**Assignment:**
Where the records below show the word "next" in a line, please copy that line.
-- -- --
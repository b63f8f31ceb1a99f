//! Console progress for `rollout deploy`
//!
//! Renders deploy events as they arrive. Final summaries and errors are
//! rendered by the command once `execute` returns.

use std::io::{self, Write};
use std::sync::Mutex;

use rollout::domain::ports::{DeployEvent, DeployEventSink, LineSource};
use rollout::domain::value_objects::{Channel, DeployStage};

use crate::ui::blocks::header::CommandHeader;
use crate::ui::blocks::warning::WarningLine;
use crate::ui::context::UiContext;
use crate::ui::primitives::icon::Icon;
use crate::ui::primitives::text::ColoredText;

pub struct ConsoleEventSink {
    writer: Mutex<Box<dyn Write + Send>>,
    color: bool,
    unicode: bool,
}

impl ConsoleEventSink {
    pub fn stdout(ui: &UiContext) -> Self {
        Self::with_writer(Box::new(io::stdout()), ui.color, ui.unicode)
    }

    pub fn with_writer(writer: Box<dyn Write + Send>, color: bool, unicode: bool) -> Self {
        Self {
            writer: Mutex::new(writer),
            color,
            unicode,
        }
    }

    fn icon(&self, icon: Icon) -> String {
        icon.colored(self.color, self.unicode)
    }

    fn render(&self, event: &DeployEvent) -> Option<String> {
        let text = match event {
            DeployEvent::Started {
                environment,
                destination,
                app,
            } => {
                let header = CommandHeader::new(Icon::Deploy, "Rollout Deploy")
                    .field("Environment", environment.as_str())
                    .field("Target", destination.as_str())
                    .field("App", app.as_str());
                format!("{}\n", header.render(self.color, self.unicode))
            }
            DeployEvent::StageChanged { stage } => {
                if stage.is_terminal() || *stage == DeployStage::Idle {
                    return None;
                }
                format!(
                    "{} {}\n",
                    self.icon(Icon::Progress),
                    ColoredText::plain(capitalize(stage.label()))
                        .bold()
                        .render(self.color)
                )
            }
            DeployEvent::Line { source, event } => {
                let line = match (source, event.channel) {
                    (LineSource::Remote, Channel::Out) => event.sanitized.clone(),
                    (LineSource::Remote, Channel::Err) => {
                        ColoredText::warning(event.sanitized.as_str()).render(self.color)
                    }
                    _ => ColoredText::dim(event.sanitized.as_str()).render(self.color),
                };
                format!("  {}\n", line)
            }
            DeployEvent::Connected { destination } => {
                format!("{} Connected to {}\n", self.icon(Icon::Remote), destination)
            }
            DeployEvent::ArtifactReady { dir, fingerprint } => {
                let name = dir
                    .file_name()
                    .map(|n| n.to_string_lossy().into_owned())
                    .unwrap_or_else(|| dir.display().to_string());
                match fingerprint {
                    Some(fp) => format!(
                        "{} Artifact ready: {} {}\n",
                        self.icon(Icon::Success),
                        name,
                        ColoredText::dim(format!("(lock {})", short(fp))).render(self.color)
                    ),
                    None => format!("{} Artifact ready: {}\n", self.icon(Icon::Success), name),
                }
            }
            DeployEvent::TransferStarted { strategy } => format!(
                "  {} Transferring with {}\n",
                self.icon(Icon::Arrow),
                strategy.name()
            ),
            DeployEvent::TransferFallback { from, to, reason } => WarningLine::new(format!(
                "{} failed, falling back to {}",
                from.name(),
                to.name()
            ))
            .with_hint(reason.as_str())
            .render(self.color, self.unicode),
            DeployEvent::TransferCompleted { strategy } => format!(
                "{} Artifact placed ({})\n",
                self.icon(Icon::Success),
                strategy.name()
            ),
            DeployEvent::DependenciesChecked { should_install, .. } => {
                if *should_install {
                    format!(
                        "  {} Dependencies changed, installing on host\n",
                        self.icon(Icon::Arrow)
                    )
                } else {
                    format!(
                        "{} Dependencies unchanged, skipping remote install\n",
                        self.icon(Icon::Success)
                    )
                }
            }
            DeployEvent::Warning { message } => {
                WarningLine::new(message.as_str()).render(self.color, self.unicode)
            }
            DeployEvent::Completed { .. } => return None,
            DeployEvent::Failed { stage, message, .. } => format!(
                "{} {}: {}\n",
                self.icon(Icon::Error),
                ColoredText::error(format!("Failed while {}", stage.label()))
                    .bold()
                    .render(self.color),
                message
            ),
        };
        Some(text)
    }
}

impl DeployEventSink for ConsoleEventSink {
    fn on_event(&self, event: DeployEvent) {
        let Some(text) = self.render(&event) else {
            return;
        };
        let Ok(mut writer) = self.writer.lock() else {
            return;
        };
        let _ = writer.write_all(text.as_bytes());
        let _ = writer.flush();
    }
}

fn capitalize(s: &str) -> String {
    let mut chars = s.chars();
    match chars.next() {
        Some(first) => first.to_uppercase().chain(chars).collect(),
        None => String::new(),
    }
}

fn short(fingerprint: &str) -> &str {
    fingerprint.get(..12).unwrap_or(fingerprint)
}
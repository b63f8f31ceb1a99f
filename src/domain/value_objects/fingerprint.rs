//! Dependency Fingerprint Value Object
//!
//! A SHA-256 digest of the dependency lock/manifest file. The remote marker
//! file stores the bare lowercase hex form, nothing else.

use std::fmt;

use sha2::{Digest, Sha256};

/// Content fingerprint of a dependency manifest
///
/// Always 64 lowercase hex characters.
#[derive(Debug, Clone, PartialEq, Eq, Hash)]
pub struct Fingerprint(String);

impl Fingerprint {
    /// Length of a SHA-256 digest in hex characters
    pub const HEX_LEN: usize = 64;

    /// Compute the fingerprint of raw manifest bytes
    pub fn of_bytes(content: &[u8]) -> Self {
        Self(format!("{:x}", Sha256::digest(content)))
    }

    /// Parse the content of a remote marker file
    ///
    /// Surrounding whitespace (the trailing newline written by `printf`) is
    /// ignored. Anything that is not a well-formed digest counts as "no
    /// marker recorded".
    pub fn parse_marker(raw: &str) -> Option<Self> {
        let trimmed = raw.trim();
        let valid = trimmed.len() == Self::HEX_LEN
            && trimmed
                .chars()
                .all(|c| c.is_ascii_digit() || ('a'..='f').contains(&c));
        valid.then(|| Self(trimmed.to_string()))
    }

    /// Hex digest
    pub fn as_str(&self) -> &str {
        &self.0
    }

    /// First 12 characters, for display
    pub fn short(&self) -> &str {
        &self.0[..12]
    }
}

impl fmt::Display for Fingerprint {
    fn fmt(&self, f: &mut fmt::Formatter<'_>) -> fmt::Result {
        write!(f, "{}", self.0)
    }
}

impl AsRef<str> for Fingerprint {
    fn as_ref(&self) -> &str {
        &self.0
    }
}
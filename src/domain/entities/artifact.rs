//! Build Artifact Entity
//!
//! The directory produced by the local build plus the files shipped
//! alongside it.

use std::path::{Path, PathBuf};

use crate::domain::value_objects::Fingerprint;

/// Conventional artifact directory names, first match wins
pub const ARTIFACT_CANDIDATES: [&str; 2] = [".output", ".nuxt"];

/// Dependency lock file whose content drives remote installs
pub const MANIFEST_FILE: &str = "package-lock.json";

/// Files and directories shipped next to the artifact when present locally
pub const DECLARED_SOURCES: [&str; 5] = [
    "package.json",
    "package-lock.json",
    "public",
    "static",
    "ecosystem.config.js",
];

/// Output of a successful local build
#[derive(Debug, Clone, PartialEq, Eq)]
pub struct BuildArtifact {
    /// Project root the build ran in
    pub project_root: PathBuf,
    /// Artifact directory name relative to the project root
    pub dir_name: String,
    /// Declared sources that exist locally, relative to the project root
    pub extra_sources: Vec<String>,
    /// Whether the lock file exists locally
    pub has_manifest: bool,
    /// Digest of the lock file, when present
    pub fingerprint: Option<Fingerprint>,
}

impl BuildArtifact {
    pub fn new(project_root: impl Into<PathBuf>, dir_name: impl Into<String>) -> Self {
        Self {
            project_root: project_root.into(),
            dir_name: dir_name.into(),
            extra_sources: Vec::new(),
            has_manifest: false,
            fingerprint: None,
        }
    }

    pub fn with_extra_sources(mut self, sources: Vec<String>) -> Self {
        self.extra_sources = sources;
        self
    }

    pub fn with_fingerprint(mut self, fingerprint: Fingerprint) -> Self {
        self.has_manifest = true;
        self.fingerprint = Some(fingerprint);
        self
    }

    /// Absolute path of the artifact directory
    pub fn dir(&self) -> PathBuf {
        self.project_root.join(&self.dir_name)
    }

    /// Resolve a project-relative source
    pub fn local_path(&self, relative: &str) -> PathBuf {
        self.project_root.join(relative)
    }

    /// All transfer sources in order: artifact first, then declared files
    pub fn sources(&self) -> Vec<String> {
        let mut sources = Vec::with_capacity(self.extra_sources.len() + 1);
        sources.push(self.dir_name.clone());
        sources.extend(
            self.extra_sources
                .iter()
                .filter(|s| **s != self.dir_name)
                .cloned(),
        );
        sources
    }

    pub fn root(&self) -> &Path {
        &self.project_root
    }
}

#[cfg(test)]
mod tests {
    use super::*;

    #[test]
    fn sources_start_with_artifact_dir() {
        let artifact = BuildArtifact::new("/tmp/app", ".output")
            .with_extra_sources(vec!["package.json".into(), "public".into()]);
        assert_eq!(artifact.sources(), vec![".output", "package.json", "public"]);
    }

    #[test]
    fn artifact_dir_is_not_listed_twice() {
        let artifact =
            BuildArtifact::new("/tmp/app", ".nuxt").with_extra_sources(vec![".nuxt".into()]);
        assert_eq!(artifact.sources(), vec![".nuxt"]);
    }

    #[test]
    fn fingerprint_marks_manifest_present() {
        let artifact = BuildArtifact::new("/tmp/app", ".output")
            .with_fingerprint(Fingerprint::of_bytes(b"{}"));
        assert!(artifact.has_manifest);
        assert_eq!(artifact.dir(), PathBuf::from("/tmp/app/.output"));
    }

    #[test]
    fn candidates_prefer_output_over_nuxt() {
        assert_eq!(ARTIFACT_CANDIDATES[0], ".output");
        assert_eq!(ARTIFACT_CANDIDATES[1], ".nuxt");
    }
}
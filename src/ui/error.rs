use rollout::RolloutError;

use crate::ui::blocks::error::ErrorBlock;
use crate::ui::json;

pub fn format_rollout_error(err: &RolloutError) -> String {
    let caps = crate::ui::terminal::detect_capabilities();
    format_rollout_error_with(err, caps.supports_color, caps.supports_unicode)
}

fn format_rollout_error_with(
    err: &RolloutError,
    supports_color: bool,
    supports_unicode: bool,
) -> String {
    let block = match err {
        RolloutError::DescriptorNotFound { dir } => ErrorBlock::new("no descriptor", err.to_string())
            .with_file(dir)
            .with_fix("Create one with: rollout init --env production --host <host> --user <user>"),
        RolloutError::AmbiguousDescriptor { .. } => ErrorBlock::new("ambiguous descriptor", err.to_string())
            .with_fix("Pass --env <name> to pick one"),
        RolloutError::InvalidDescriptor { file, message } => {
            ErrorBlock::new("invalid descriptor", message.as_str()).with_file(file)
        }
        RolloutError::Config { file, message } => {
            ErrorBlock::new("invalid configuration", message.as_str()).with_file(file)
        }
        RolloutError::Connection { .. } => ErrorBlock::new("connection", err.to_string()).with_fix(
            "Check server.host, server.user and the key or password; rerun with -v for ssh details",
        ),
        RolloutError::Credential => ErrorBlock::new("credential", err.to_string())
            .with_fix("Re-encrypt the password on this machine with: rollout encrypt"),
        RolloutError::ArtifactNotFound { .. } => ErrorBlock::new("build", err.to_string())
            .with_fix("Make sure the build script writes its output to one of these directories"),
        RolloutError::RunInProgress => ErrorBlock::new("busy", err.to_string())
            .with_fix("Wait for the other deployment in this project to finish"),
        other => ErrorBlock::new(other.kind().replace('_', " "), other.to_string()),
    };
    block.render(supports_color, supports_unicode)
}

pub fn format_error(err: &anyhow::Error) -> String {
    if let Some(rollout) = err.downcast_ref::<RolloutError>() {
        return format_rollout_error(rollout);
    }

    format!("[ERROR] {:#}\n", err)
}

/// Machine-readable kind of an error, `"internal"` for non-library errors
pub fn error_kind(err: &anyhow::Error) -> &'static str {
    err.downcast_ref::<RolloutError>()
        .map(RolloutError::kind)
        .unwrap_or("internal")
}

pub fn print_error(err: &anyhow::Error, json: bool) {
    if json {
        json::emit(serde_json::json!({
            "event": "error",
            "kind": error_kind(err),
            "message": format!("{:#}", err),
        }));
        return;
    }

    eprint!("{}", format_error(err));
}
//! JSON Descriptor Repository
//!
//! Reads and writes deployment descriptors stored as
//! `.rollout.<environment>.json` in the project root.

use std::collections::BTreeMap;
use std::fs;
use std::path::{Path, PathBuf};

use serde::{Deserialize, Serialize};
use serde_json::Value;
use tracing::debug;

use crate::domain::entities::{
    DeploymentDescriptor, ServerTarget, DEFAULT_APP_PORT, DEFAULT_BUILD_PROFILE,
    DEFAULT_ENTRY_POINT, DEFAULT_SSH_PORT,
};
use crate::domain::services::shell::is_env_name;
use crate::error::{RolloutError, RolloutResult};

const FILE_PREFIX: &str = ".rollout.";
const FILE_SUFFIX: &str = ".json";

/// Descriptor file name for an environment
pub fn descriptor_file_name(environment: &str) -> String {
    format!("{}{}{}", FILE_PREFIX, environment, FILE_SUFFIX)
}

/// Environment encoded in a descriptor file name
fn environment_of(file_name: &str) -> Option<&str> {
    file_name
        .strip_prefix(FILE_PREFIX)?
        .strip_suffix(FILE_SUFFIX)
        .filter(|env| !env.is_empty())
}

// ---------------------------------------------------------------------------
// On-disk records
// ---------------------------------------------------------------------------

#[derive(Debug, Default, Serialize, Deserialize)]
#[serde(rename_all = "camelCase")]
struct DescriptorRecord {
    #[serde(default, skip_serializing_if = "Option::is_none")]
    name: Option<String>,
    #[serde(default, skip_serializing_if = "Option::is_none")]
    environment: Option<String>,
    #[serde(default, skip_serializing_if = "Option::is_none")]
    build_env: Option<String>,
    #[serde(default)]
    server: ServerRecord,
    #[serde(default)]
    deploy: DeployRecord,
    #[serde(default)]
    processes: BTreeMap<String, ProcessRecord>,
    #[serde(default)]
    env: BTreeMap<String, Value>,
    #[serde(default)]
    advanced: AdvancedRecord,
}

#[derive(Debug, Default, Serialize, Deserialize)]
#[serde(rename_all = "camelCase")]
struct ServerRecord {
    #[serde(default)]
    host: String,
    #[serde(default)]
    user: String,
    #[serde(default, skip_serializing_if = "Option::is_none")]
    port: Option<Value>,
    #[serde(default, skip_serializing_if = "String::is_empty")]
    password: String,
    #[serde(default, alias = "sshKey", skip_serializing_if = "Option::is_none")]
    key_path: Option<String>,
}

#[derive(Debug, Default, Serialize, Deserialize)]
#[serde(rename_all = "camelCase")]
struct DeployRecord {
    #[serde(default)]
    path: String,
    #[serde(default)]
    pre_deploy: Vec<String>,
    #[serde(default)]
    post_deploy: Vec<String>,
    #[serde(default, skip_serializing_if = "Option::is_none")]
    entry_point: Option<String>,
}

#[derive(Debug, Default, Serialize, Deserialize)]
#[serde(rename_all = "camelCase")]
struct ProcessRecord {
    #[serde(default, skip_serializing_if = "Option::is_none")]
    command: Option<String>,
}

#[derive(Debug, Serialize, Deserialize)]
#[serde(rename_all = "camelCase")]
struct AdvancedRecord {
    #[serde(default = "enabled")]
    use_pm2: bool,
    #[serde(default = "enabled")]
    optimize_npm: bool,
}

impl Default for AdvancedRecord {
    fn default() -> Self {
        Self {
            use_pm2: true,
            optimize_npm: true,
        }
    }
}

fn enabled() -> bool {
    true
}

/// Render a JSON scalar the way it would be written in a shell env file
fn scalar(value: &Value) -> String {
    match value {
        Value::String(s) => s.clone(),
        Value::Null => String::new(),
        other => other.to_string(),
    }
}

// ---------------------------------------------------------------------------
// Parsing
// ---------------------------------------------------------------------------

/// Command-line overrides applied after loading
#[derive(Debug, Clone, Default)]
pub struct DescriptorOverrides {
    pub host: Option<String>,
    pub user: Option<String>,
    pub path: Option<String>,
}

/// Parse descriptor JSON
///
/// `file` is only used in error messages; `fallback_name` names the app when
/// neither `name` nor `processes` does.
pub fn parse_descriptor(
    text: &str,
    file: &Path,
    fallback_name: &str,
    overrides: &DescriptorOverrides,
) -> RolloutResult<DeploymentDescriptor> {
    parse_with_environment(text, file, fallback_name, DEFAULT_BUILD_PROFILE, overrides)
}

fn parse_with_environment(
    text: &str,
    file: &Path,
    fallback_name: &str,
    fallback_environment: &str,
    overrides: &DescriptorOverrides,
) -> RolloutResult<DeploymentDescriptor> {
    let invalid = |message: String| RolloutError::InvalidDescriptor {
        file: file.to_path_buf(),
        message,
    };
    let mut record: DescriptorRecord =
        serde_json::from_str(text).map_err(|e| invalid(e.to_string()))?;

    if let Some(host) = &overrides.host {
        record.server.host = host.clone();
    }
    if let Some(user) = &overrides.user {
        record.server.user = user.clone();
    }
    if let Some(path) = &overrides.path {
        record.deploy.path = path.clone();
    }

    if record.server.host.trim().is_empty() {
        return Err(invalid("server.host is required".into()));
    }
    if record.deploy.path.trim().is_empty() {
        return Err(invalid("deploy.path is required".into()));
    }

    let ssh_port = match &record.server.port {
        None | Some(Value::Null) => DEFAULT_SSH_PORT,
        Some(value) => scalar(value)
            .parse::<u16>()
            .map_err(|_| invalid(format!("server.port '{}' is not a port number", scalar(value))))?,
    };

    let app_port = match record.env.get("PORT") {
        None => DEFAULT_APP_PORT,
        Some(value) => scalar(value)
            .parse::<u16>()
            .map_err(|_| invalid(format!("env.PORT '{}' is not a port number", scalar(value))))?,
    };

    let (process_name, process) = match record.processes.iter().next() {
        Some((name, process)) => (Some(name.clone()), Some(process)),
        None => (None, None),
    };
    let app_name = record
        .name
        .clone()
        .filter(|n| !n.trim().is_empty())
        .or(process_name)
        .unwrap_or_else(|| fallback_name.to_string());

    let mut server = ServerTarget::new(record.server.host.trim(), record.server.user.trim());
    server.port = ssh_port;
    server.encrypted_password = record.server.password.clone();
    server.key_path = record
        .server
        .key_path
        .as_deref()
        .filter(|p| !p.trim().is_empty())
        .map(expand_home);

    let environment = record
        .environment
        .clone()
        .filter(|e| !e.trim().is_empty())
        .unwrap_or_else(|| fallback_environment.to_string());
    let build_profile = record
        .build_env
        .clone()
        .unwrap_or_else(|| DEFAULT_BUILD_PROFILE.to_string());

    let mut descriptor = DeploymentDescriptor::new(server, record.deploy.path.trim(), app_name)
        .with_environment(environment)
        .with_build_profile(build_profile)
        .with_app_port(app_port)
        .with_pre_commands(record.deploy.pre_deploy.clone())
        .with_post_commands(record.deploy.post_deploy.clone())
        .with_entry_point(
            record
                .deploy
                .entry_point
                .clone()
                .unwrap_or_else(|| DEFAULT_ENTRY_POINT.to_string()),
        )
        .with_supervisor(record.advanced.use_pm2)
        .with_optimize_install(record.advanced.optimize_npm);

    for (key, value) in &record.env {
        if !is_env_name(key) {
            return Err(invalid(format!(
                "env key '{}' is not a shell variable name ([A-Za-z_][A-Za-z0-9_]*)",
                key
            )));
        }
        descriptor = descriptor.with_env(key.clone(), scalar(value));
    }
    if let Some(command) = process.and_then(|p| p.command.clone()) {
        if !command.trim().is_empty() {
            descriptor = descriptor.with_start_command(command);
        }
    }

    Ok(descriptor)
}

/// Expand a leading `~/` against the local home directory
fn expand_home(path: &str) -> PathBuf {
    match path.strip_prefix("~/") {
        Some(rest) => dirs::home_dir()
            .map(|home| home.join(rest))
            .unwrap_or_else(|| PathBuf::from(path)),
        None => PathBuf::from(path),
    }
}

// ---------------------------------------------------------------------------
// Repository
// ---------------------------------------------------------------------------

/// Values for a starter descriptor
#[derive(Debug, Clone)]
pub struct DescriptorTemplate {
    pub environment: String,
    pub host: String,
    pub user: String,
    pub path: Option<String>,
    pub app_name: String,
    pub encrypted_password: String,
}

/// Descriptor files in one project directory
#[derive(Debug, Clone)]
pub struct JsonDescriptorRepository {
    root: PathBuf,
}

impl JsonDescriptorRepository {
    pub fn new(root: impl Into<PathBuf>) -> Self {
        Self { root: root.into() }
    }

    pub fn root(&self) -> &Path {
        &self.root
    }

    pub fn path_for(&self, environment: &str) -> PathBuf {
        self.root.join(descriptor_file_name(environment))
    }

    /// Environments that have a descriptor file, sorted
    pub fn environments(&self) -> RolloutResult<Vec<String>> {
        let mut found = Vec::new();
        for entry in fs::read_dir(&self.root)? {
            let entry = entry?;
            if !entry.file_type()?.is_file() {
                continue;
            }
            let name = entry.file_name();
            if let Some(env) = name.to_str().and_then(environment_of) {
                found.push(env.to_string());
            }
        }
        found.sort();
        Ok(found)
    }

    /// Pick the descriptor file: the requested environment, or the only one
    pub fn select(&self, environment: Option<&str>) -> RolloutResult<PathBuf> {
        if let Some(env) = environment {
            let path = self.path_for(env);
            if path.is_file() {
                return Ok(path);
            }
            return Err(RolloutError::DescriptorNotFound {
                dir: self.root.clone(),
            });
        }

        let mut environments = self.environments()?;
        match environments.len() {
            0 => Err(RolloutError::DescriptorNotFound {
                dir: self.root.clone(),
            }),
            1 => Ok(self.path_for(&environments.remove(0))),
            _ => Err(RolloutError::AmbiguousDescriptor {
                names: environments
                    .iter()
                    .map(|env| descriptor_file_name(env))
                    .collect(),
            }),
        }
    }

    /// Select, read and parse a descriptor
    pub fn load(
        &self,
        environment: Option<&str>,
        overrides: &DescriptorOverrides,
    ) -> RolloutResult<DeploymentDescriptor> {
        let path = self.select(environment)?;
        debug!(file = %path.display(), "loading descriptor");
        let text = fs::read_to_string(&path)?;
        let fallback = self
            .root
            .canonicalize()
            .ok()
            .and_then(|p| p.file_name().map(|n| n.to_string_lossy().into_owned()))
            .unwrap_or_else(|| "app".to_string());
        let environment = path
            .file_name()
            .and_then(|n| n.to_str())
            .and_then(environment_of)
            .unwrap_or(DEFAULT_BUILD_PROFILE)
            .to_string();
        parse_with_environment(&text, &path, &fallback, &environment, overrides)
    }

    /// Write a starter descriptor; refuses to overwrite unless `force`
    pub fn init(&self, template: &DescriptorTemplate, force: bool) -> RolloutResult<PathBuf> {
        let path = self.path_for(&template.environment);
        if path.exists() && !force {
            return Err(RolloutError::InvalidDescriptor {
                file: path,
                message: "already exists (use --force to overwrite)".into(),
            });
        }

        let app = template.app_name.clone();
        let mut env = BTreeMap::new();
        env.insert("PORT".to_string(), Value::from(DEFAULT_APP_PORT));

        let mut processes = BTreeMap::new();
        processes.insert(
            app.clone(),
            ProcessRecord { command: None },
        );

        let record = DescriptorRecord {
            name: Some(app.clone()),
            environment: Some(template.environment.clone()),
            build_env: Some(DEFAULT_BUILD_PROFILE.to_string()),
            server: ServerRecord {
                host: template.host.clone(),
                user: template.user.clone(),
                port: Some(Value::from(DEFAULT_SSH_PORT)),
                password: template.encrypted_password.clone(),
                key_path: None,
            },
            deploy: DeployRecord {
                path: template
                    .path
                    .clone()
                    .unwrap_or_else(|| format!("/var/www/{}", app)),
                pre_deploy: Vec::new(),
                post_deploy: Vec::new(),
                entry_point: Some(DEFAULT_ENTRY_POINT.to_string()),
            },
            processes,
            env,
            advanced: AdvancedRecord::default(),
        };

        let mut text = serde_json::to_string_pretty(&record)?;
        text.push('\n');
        fs::write(&path, text)?;
        debug!(file = %path.display(), "descriptor written");
        Ok(path)
    }
}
-- -- --
**Final answer:**
    match chars.next() {
/// Files and directories shipped next to the artifact when present locally
    let (process_name, process) = match record.processes.iter().next() {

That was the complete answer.